Progress in defining and implementing a proposed network layer security standard and associated key exchange methods enlivened the IPSEC working group meeetings at the 34th IETF held in Dallas December 4th through 8th. The working group, which has been meeting at IETF's for the last 4 years, has defined a set of enhancements for IP packets for authentication and integrity, and orthogonally, privacy. Several implementors were on-hand with laptop machines, and they exchanged ICMP ("ping") packets using the Authentication Header (AH) enhancements which protect an entire IP message, and the encryption enhancements (ESP), which make the IP payload opaque.

The required algorithms for use with these options are MD5 for AH and DES for ESP, and these were the ones used in the demonstrations. The RFC's that define the architecture, the AH and ESP headers, and the environment for applying the algorithms are RFC's 1825, 1826, 1827, 1828, and 1829, available from the ftp directory ftp://ds.internic.net/documents/rfc.

Two key exchange protocols using the Diffie-Hellman algorithm were demonstrated: Photuris and SKIP. In each case, two independent implementations achieved interoperation. Photuris and SKIP differ primarily in regard to supplying Perfect Forward Secrecy; Photuris can supply a session key that is independent of any long-term state, while SKIP keys are interdependent for the life of an advertised public component. As a corollary, Photuris requires maintenance of some state information while the key is computed, and SKIP is stateless. The draft documents describing these protocols are available from . ftp://ds.internic.net/documents/internet-drafts.

Progress on a third key exchange protocol, ISAKMP, was discussed in the working group, and two implementations were demonstrated immediately following the working group meeting. ISAKMP is designed to serve as an "umbrella" for many, perhaps thousands, of key exchange methods. Photuris has been influenced by ISAKMP, and the Diffie-Hellman algorithm is only one of a class of methods that can be supported by either protocol.

Other working groups in the security area that met were the Public Key Infrastructure (X.509) Group, Common Authentication Technology, Domain Name System (DNS) Security, One Time Password Authentication (OTP), and the HTTP Transaction Security group.

The DNS extensions are relevant to the IP security work because they provide a possible method for distributing public keys for use in authenticating the key components that are essential to the Diffie-Hellman exchanges. The DNS security extensions are described in ftp://ds.internic.net/documents/internet-drafts/draft-ietf-dnssec-secext-06.txt .
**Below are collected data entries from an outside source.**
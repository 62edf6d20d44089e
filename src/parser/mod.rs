//! Block segmenter: groups `---` comment lines into chunks and hands each
//! chunk, with the line that follows it, to the classifier.

pub mod alias;
pub mod class;
pub mod classify;
pub mod tags;

use crate::model::{LuaFile, ParseError};
use crate::types::SyntaxError;
use classify::Declaration;
use thiserror::Error;
use tracing::trace;

/// Marker that starts every annotation line.
pub const DOC_MARKER: &str = "---";

/// A grammar failure inside one comment block.
#[derive(Debug, Clone, PartialEq, Error)]
#[error("{source} (block line {})", .line + 1)]
pub struct BlockError {
    /// 0-based index of the offending line within the block
    pub line: usize,
    #[source]
    pub source: SyntaxError,
}

impl BlockError {
    pub(crate) fn at(line: usize) -> impl FnOnce(SyntaxError) -> BlockError {
        move |source| BlockError { line, source }
    }
}

/// Parse the contents of one source file.
pub fn parse_source(content: &str) -> LuaFile {
    parse_lines(content.lines())
}

/// Parse a sequence of source lines. Malformed blocks are recorded in
/// [`LuaFile::errors`] and never stop the scan.
pub fn parse_lines<I, S>(lines: I) -> LuaFile
where
    I: IntoIterator<Item = S>,
    S: AsRef<str>,
{
    let mut file = LuaFile::default();
    let mut chunk: Vec<String> = Vec::new();
    let mut chunk_start = 0;

    for (idx, line) in lines.into_iter().enumerate() {
        let line = line.as_ref();
        if line.starts_with(DOC_MARKER) {
            if chunk.is_empty() {
                chunk_start = idx + 1;
            }
            chunk.push(line.to_string());
        } else if !chunk.is_empty() {
            process_chunk(&mut file, std::mem::take(&mut chunk), chunk_start, Some(line));
        }
    }

    if !chunk.is_empty() {
        process_chunk(&mut file, chunk, chunk_start, None);
    }

    file
}

/// Classify one chunk and store whatever it produces.
fn process_chunk(file: &mut LuaFile, chunk: Vec<String>, start: usize, peek: Option<&str>) {
    match classify::classify(&chunk, peek) {
        Declaration::Function { name } => match tags::parse_function(&name, &chunk) {
            Ok(mut func) => {
                func.line = start;
                func.raw_annotation = chunk;
                file.functions.push(func);
            }
            Err(err) => {
                let message = format!("function `{}`: {}", name, err.source);
                file.errors.push(block_error(message, err.line, chunk, start, peek));
            }
        },
        Declaration::Class => match class::parse_class(&chunk) {
            Ok(class) => file.classes.push(class),
            Err(err) => {
                let message = format!("class: {}", err.source);
                file.errors.push(block_error(message, err.line, chunk, start, peek));
            }
        },
        Declaration::Alias => {
            if let Some(alias) = alias::parse_alias(&chunk) {
                file.aliases.push(alias);
            } else {
                trace!(line = start, "alias block has no enumerated values");
            }
        }
        Declaration::Ignored => match peek.and_then(classify::function_name) {
            Some(name) => trace!(
                line = start,
                function = %name,
                "function block has no `@param` or `@return`, skipping"
            ),
            None => trace!(line = start, "ignoring annotation block"),
        },
    }
}

fn block_error(
    message: String,
    offset: usize,
    mut lines: Vec<String>,
    start: usize,
    peek: Option<&str>,
) -> ParseError {
    if let Some(peek) = peek {
        lines.push(peek.to_string());
    }
    ParseError {
        message,
        line: start + offset,
        lines,
    }
}

/// Remove the `---` marker from a chunk line.
pub(crate) fn strip_marker(line: &str) -> &str {
    line.strip_prefix(DOC_MARKER).unwrap_or(line)
}

/// The `@tag` word a stripped line starts with, if any.
pub(crate) fn tag_word(body: &str) -> Option<&str> {
    let text = body.trim_start();
    if !text.starts_with('@') {
        return None;
    }
    let end = text.find(char::is_whitespace).unwrap_or(text.len());
    Some(&text[..end])
}

/// Byte offset just past the tag word of a stripped line.
pub(crate) fn tag_end(body: &str) -> usize {
    let indent = body.len() - body.trim_start().len();
    indent + tag_word(body).map_or(0, str::len)
}

/// Every tag used anywhere in the chunk.
pub(crate) fn chunk_tags(chunk: &[String]) -> impl Iterator<Item = &str> {
    chunk.iter().filter_map(|line| tag_word(strip_marker(line)))
}

#[cfg(test)]
mod tests {
    use super::*;
    use crate::types::TypeExpr;
    use std::io;
    use std::sync::{Arc, Mutex};

    #[test]
    fn parse_function_and_class_in_one_file() {
        let input = r#"local M = {}

---@class test.Opts
---@field name string The name
---@field count? integer

---Do the thing
---@param opts test.Opts
---@return boolean
M.run = function(opts)
end

return M
"#;
        let file = parse_source(input);
        assert!(file.errors.is_empty(), "{:?}", file.errors);
        assert_eq!(file.classes.len(), 1);
        assert_eq!(file.classes[0].name, "test.Opts");
        assert_eq!(file.functions.len(), 1);
        let func = &file.functions[0];
        assert_eq!(func.name, "run");
        assert_eq!(func.summary, "Do the thing");
        assert_eq!(func.line, 7);
        assert_eq!(func.raw_annotation.len(), 3);
        assert_eq!(func.raw_annotation[0], "---Do the thing");
    }

    #[test]
    fn trailing_chunk_without_declaration() {
        let input = "local x = 1\n---@alias test.Kind\n---| 'a' # first\n---| 'b' # second";
        let file = parse_source(input);
        assert_eq!(file.aliases.len(), 1);
        assert_eq!(file.aliases[0].name, "test.Kind");
        assert_eq!(file.aliases[0].values.len(), 2);
    }

    #[test]
    fn one_bad_block_does_not_abort_the_file() {
        let input = r#"---@param a nil|
function M.broken(a)
end

---Works fine
---@param name string The name
---@return integer count
function M.works(name)
end
"#;
        let file = parse_source(input);
        assert_eq!(file.functions.len(), 1);
        assert_eq!(file.errors.len(), 1);

        let func = &file.functions[0];
        assert_eq!(func.name, "M.works");
        assert_eq!(func.summary, "Works fine");
        assert_eq!(func.params.len(), 1);
        assert_eq!(func.params[0].name, "name");
        assert_eq!(func.params[0].desc, "The name");
        assert_eq!(func.returns[0].ty, TypeExpr::Primitive("integer".into()));
        assert_eq!(func.returns[0].desc, "count");

        let err = &file.errors[0];
        assert_eq!(err.line, 1);
        assert!(err.message.contains("M.broken"), "{}", err.message);
        assert_eq!(err.lines, vec!["---@param a nil|", "function M.broken(a)"]);
    }

    #[test]
    fn error_line_points_at_offending_line() {
        let input = "\n---Summary\n---@param ok string\n---@param bad Unknown\nfunction M.f() end\n";
        let file = parse_source(input);
        assert_eq!(file.errors.len(), 1);
        assert_eq!(file.errors[0].line, 4);
    }

    #[test]
    fn deeply_nested_type_is_a_block_error() {
        let deep = format!("{}string{}", "table<string, ".repeat(20_000), ">".repeat(20_000));
        let input = format!(
            "---@param a {}\nfunction M.f(a) end\n\n---@param b string\nfunction M.g(b) end\n",
            deep
        );
        let file = parse_source(&input);
        assert_eq!(file.errors.len(), 1);
        assert_eq!(file.errors[0].line, 1);
        assert!(file.errors[0].message.contains("a shallower type"));
        assert_eq!(file.functions.len(), 1);
        assert_eq!(file.functions[0].name, "M.g");
    }

    /// Shared buffer the test subscriber writes into.
    #[derive(Clone, Default)]
    struct Captured(Arc<Mutex<Vec<u8>>>);

    impl io::Write for Captured {
        fn write(&mut self, buf: &[u8]) -> io::Result<usize> {
            self.0.lock().unwrap().extend_from_slice(buf);
            Ok(buf.len())
        }

        fn flush(&mut self) -> io::Result<()> {
            Ok(())
        }
    }

    #[test]
    fn skipped_function_block_is_traced() {
        let captured = Captured::default();
        let writer = captured.clone();
        let subscriber = tracing_subscriber::fmt()
            .with_max_level(tracing::Level::TRACE)
            .with_ansi(false)
            .without_time()
            .with_writer(move || writer.clone())
            .finish();

        let file = tracing::subscriber::with_default(subscriber, || {
            parse_source("---Old thing\n---@deprecated\nfunction M.old() end\n")
        });
        assert!(file.is_empty());

        let logs = String::from_utf8(captured.0.lock().unwrap().clone()).unwrap();
        assert!(logs.contains("function=M.old"), "{}", logs);
        assert!(logs.contains("has no `@param` or `@return`"), "{}", logs);
    }

    #[test]
    fn type_annotations_are_ignored() {
        let input = "---@type table<string, integer>\nM.cache = {}\n";
        let file = parse_source(input);
        assert!(file.is_empty());
    }

    #[test]
    fn undocumented_code_produces_nothing() {
        let file = parse_source("local function f()\nend\n-- plain comment\n");
        assert!(file.is_empty());
    }

    #[test]
    fn chunk_resets_after_peek_line() {
        let input = "---First\nlocal a = 1\n---Second\nfunction M.second() end\n";
        let file = parse_source(input);
        assert_eq!(file.functions.len(), 1);
        assert_eq!(file.functions[0].summary, "Second");
    }

    #[test]
    fn tag_word_extraction() {
        assert_eq!(tag_word("@param x string"), Some("@param"));
        assert_eq!(tag_word("  @private"), Some("@private"));
        assert_eq!(tag_word("summary"), None);
        assert_eq!(tag_end("  @param x"), 8);
    }
}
The OTP working group has move its specification forward towards publication as a Proposed Standard RFC. It is expected to become a Proposed Standard in early January 1996. A freely distributable implementation of this specification is available by anonymous FTP from: ftp.nrl.navy.mil/pub/security/nrl-opie

Minutes for the meetings will be available at ftp://ds.internic.net/documents/minutes directory.

In a surprising development, the SNMPv2 group determined that they could reach no consensus on security extensions to the Simple Network Monitoring Protocol, and so they will remove those extensions from the current draft.